Comment l’orientation du monde a basculé , il y a entre 5000 et 3000 ans, à partir du Moyen-Orient, et les conséquences (politiques, écologiques, économiques, éthiques) qui mettent aujourd’hui ce monde en péril, c’est entre beaucoup d’autres choses, la somme des recherches que nous livre S.BLAISE, dans son ouvrage :

Le rapt des origines ou le meurtre de la mère

par A. CHIFFON
avril 1989

Le rapt du sacré par les hommes, réalisé à travers un matricide historique, politico- symbolique, quotidiennement reconduit depuis des siècles, se révèle être le rapt des Origines.
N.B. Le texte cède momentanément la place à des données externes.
// ABOUTME: Integration tests for the dngcm CLI commands.
// ABOUTME: Validates help, init, worklist errors and archive runs against a stub server.

mod support;

use assert_cmd::Command;
use assert_cmd::assert::OutputAssertExt;
use predicates::prelude::*;
use std::fs;
use support::stub_server::StubServer;

fn dngcm_cmd() -> Command {
    let mut cmd = Command::new(assert_cmd::cargo::cargo_bin!("dngcm"));
    cmd.env_remove("DNGCM_PASSWORD").env_remove("RUST_LOG");
    cmd
}

#[test]
fn help_shows_commands() {
    dngcm_cmd()
        .arg("--help")
        .assert()
        .success()
        .stdout(predicate::str::contains("init"))
        .stdout(predicate::str::contains("import-type-system"))
        .stdout(predicate::str::contains("deliver-type-system"))
        .stdout(predicate::str::contains("archive-configurations"))
        .stdout(predicate::str::contains("map-configurations"));
}

#[test]
fn init_creates_config_file() {
    let temp_dir = tempfile::tempdir().unwrap();
    let config_path = temp_dir.path().join("dngcm.yml");

    dngcm_cmd()
        .current_dir(temp_dir.path())
        .args(["init", "--url", "https://dng.example.org/rm"])
        .assert()
        .success();

    assert!(config_path.exists(), "dngcm.yml should be created");
    let content = fs::read_to_string(&config_path).unwrap();
    assert!(content.contains("url: https://dng.example.org/rm"));
    assert!(content.contains("verdicts:"));
}

#[test]
fn init_refuses_to_overwrite_existing_config() {
    let temp_dir = tempfile::tempdir().unwrap();
    fs::write(temp_dir.path().join("dngcm.yml"), "server: {}").unwrap();

    dngcm_cmd()
        .current_dir(temp_dir.path())
        .arg("init")
        .assert()
        .failure()
        .stderr(predicate::str::contains("already exists"));
}

#[test]
fn missing_config_without_url_fails() {
    let temp_dir = tempfile::tempdir().unwrap();
    fs::write(temp_dir.path().join("items.yml"), "- https://h/rm/cm/baseline/_b\n").unwrap();

    dngcm_cmd()
        .current_dir(temp_dir.path())
        .args(["archive-configurations", "--worklist", "items.yml"])
        .assert()
        .failure()
        .stderr(predicate::str::contains("configuration file not found"));
}

#[test]
fn empty_worklist_is_rejected_before_connecting() {
    let temp_dir = tempfile::tempdir().unwrap();
    fs::write(temp_dir.path().join("items.yml"), "[]\n").unwrap();

    dngcm_cmd()
        .current_dir(temp_dir.path())
        .args(["--url", "http://127.0.0.1:9/rm"])
        .args(["import-type-system", "--worklist", "items.yml"])
        .assert()
        .failure()
        .stderr(predicate::str::contains("worklist has no items"));
}

#[test]
fn quiet_and_json_conflict() {
    dngcm_cmd()
        .args(["--quiet", "--json", "init"])
        .assert()
        .failure()
        .stderr(predicate::str::contains("cannot be used with"));
}

#[test]
fn unknown_simulation_is_rejected() {
    dngcm_cmd()
        .args(["archive-configurations", "--worklist", "x.yml", "--simulate", "meltdown"])
        .assert()
        .failure()
        .stderr(predicate::str::contains("gate-rejected"));
}

// =============================================================================
// Against a stub server
// =============================================================================

fn login_args(url: &str) -> Vec<String> {
    ["--url", url, "--user", "tester", "--password", "pw"]
        .iter()
        .map(|s| s.to_string())
        .collect()
}

#[tokio::test(flavor = "multi_thread")]
async fn single_archive_reports_server_status_verbatim() {
    let stub = StubServer::start(404, "").await;
    let temp_dir = tempfile::tempdir().unwrap();
    let mut cmd = dngcm_cmd();
    cmd.current_dir(temp_dir.path())
        .args(login_args(&stub.url))
        .args([
            "archive-configuration",
            "--configuration",
            "https://clm.example.com/rm/cm/baseline/_b1",
        ]);

    let output = tokio::task::spawn_blocking(move || cmd.output().unwrap())
        .await
        .unwrap();

    output
        .assert()
        .failure()
        .stderr(predicate::str::contains(
            "archive failed: Unexpected return code '404'.",
        ));
    assert!(
        stub.requests()
            .iter()
            .any(|r| r.starts_with("POST /rm/localVersioning/configurations/archiveWithDescendants?"))
    );
}

#[tokio::test(flavor = "multi_thread")]
async fn simulated_gate_rejection_fails_the_batch() {
    let stub = StubServer::start(200, "").await;
    let temp_dir = tempfile::tempdir().unwrap();
    fs::write(
        temp_dir.path().join("items.yml"),
        "- https://clm.example.com/rm/cm/baseline/_b1\n",
    )
    .unwrap();
    let mut cmd = dngcm_cmd();
    cmd.current_dir(temp_dir.path())
        .args(login_args(&stub.url))
        .args([
            "archive-configurations",
            "--worklist",
            "items.yml",
            "--simulate",
            "gate-rejected",
            "--skip-archived-check",
        ]);

    let output = tokio::task::spawn_blocking(move || cmd.output().unwrap())
        .await
        .unwrap();

    output
        .assert()
        .failure()
        .stdout(predicate::str::contains(
            "dependency check failed: Unexpected return code '400'.",
        ))
        .stderr(predicate::str::contains("1 of 1 item(s) failed"));
    assert!(
        !stub
            .requests()
            .iter()
            .any(|r| r.contains("/localVersioning/"))
    );
}

#[tokio::test(flavor = "multi_thread")]
async fn json_mode_emits_the_report() {
    let stub = StubServer::start(200, "").await;
    let temp_dir = tempfile::tempdir().unwrap();
    fs::write(
        temp_dir.path().join("items.yml"),
        "- configuration: https://clm.example.com/rm/cm/baseline/_b1\n",
    )
    .unwrap();
    let mut cmd = dngcm_cmd();
    cmd.current_dir(temp_dir.path())
        .arg("--json")
        .args(login_args(&stub.url))
        .args([
            "archive-configurations",
            "--worklist",
            "items.yml",
            "--simulate",
            "archived",
            "--skip-archived-check",
        ]);

    let output = tokio::task::spawn_blocking(move || cmd.output().unwrap())
        .await
        .unwrap();

    // The stub answers the gate with an empty body, so the entry fails.
    assert!(!output.status.success());
    let report = String::from_utf8(output.stdout)
        .unwrap()
        .lines()
        .filter_map(|line| serde_json::from_str::<serde_json::Value>(line).ok())
        .find(|event| event["event"] == "report")
        .expect("report event");
    assert_eq!(report["data"]["entries"][0]["outcome"], "gate-failed");
    assert_eq!(report["data"]["entries"][0]["message"], "No data returned");
}
// ABOUTME: Delivery session struct parameterized by its state marker.
// ABOUTME: Holds the session URI and the source/target pair it was created for.

use super::state::{Committing, Ready, SessionState};
use crate::oslc::Description;
use crate::types::{
    ConfigurationUri, DeliverySessionUri, ServiceProviderUri, TrackerUri, timestamp,
};

/// What a delivery session moves: the types of `source` into `target`.
#[derive(Debug, Clone)]
pub struct DeliveryRequest {
    pub source: ConfigurationUri,
    pub target: ConfigurationUri,
    /// Service provider that owns the delivery session factory.
    pub service_provider: ServiceProviderUri,
    /// Service provider of the target, recorded on the session.
    pub target_service_provider: ServiceProviderUri,
    pub title: String,
}

impl DeliveryRequest {
    /// Request with the default timestamped title.
    pub fn new(
        source: ConfigurationUri,
        target: ConfigurationUri,
        service_provider: ServiceProviderUri,
        target_service_provider: ServiceProviderUri,
    ) -> Self {
        Self {
            source,
            target,
            service_provider,
            target_service_provider,
            title: format!("Type System Delivery Session {}", timestamp()),
        }
    }

    pub fn with_title(mut self, title: impl Into<String>) -> Self {
        self.title = title.into();
        self
    }

    /// RDF/XML document for this session, optionally addressed and with a state.
    pub(crate) fn to_rdf_xml(&self, about: Option<&str>, state: Option<&str>) -> String {
        let mut description = Description::new("dng_config:DeliverySession")
            .literal("dcterms:title", &self.title)
            .resource("types:source", self.source.as_str())
            .resource("types:target", self.target.as_str())
            .resource(
                "oslc:serviceProvider",
                self.target_service_provider.as_str(),
            );
        if let Some(about) = about {
            description = description.about(about);
        }
        if let Some(state) = state {
            description = description.resource("dng_config:deliverySessionState", state);
        }
        description.to_xml()
    }
}

/// A delivery session on the server, parameterized by its current state.
///
/// Transitions consume the session. Failing transitions hand it back together
/// with the error so the caller can still delete it.
#[derive(Debug)]
#[must_use = "an undelivered session should be committed or discarded"]
pub struct DeliverySession<S> {
    pub(crate) uri: DeliverySessionUri,
    pub(crate) request: DeliveryRequest,
    pub(crate) state: S,
}

impl<S> DeliverySession<S> {
    pub fn uri(&self) -> &DeliverySessionUri {
        &self.uri
    }

    pub fn request(&self) -> &DeliveryRequest {
        &self.request
    }

    pub(crate) fn transition<T>(self, state: T) -> DeliverySession<T> {
        DeliverySession {
            uri: self.uri,
            request: self.request,
            state,
        }
    }
}

impl DeliverySession<Ready> {
    /// Server-side state read before commit.
    pub fn session_state(&self) -> &SessionState {
        &self.state.state
    }
}

impl DeliverySession<Committing> {
    pub fn tracker(&self) -> &TrackerUri {
        &self.state.tracker
    }
}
Origine de la création du monde qu’un dieu mâle s’approprie - la première sacralité féminine évincée -Origine de l’humanité- la femme-mère niée, supplantée par le père -Origine de la culture- le féminin rejeté du côté de la nature.
Par l’entremise de ce putsch religieux l’homme a détourné à son profit la relation au surnaturel, à l’Ancêtre, jusque là médiatisé par la mère et incarnée dans l’enfant. Le divin devient principe fondamental d’un pouvoir discriminatoire à l’égard des femmes : le pouvoir patriarcal . Elles y perdent leur liberté, leur identité culturelle, leur solidarité, leur pouvoir économique et politique.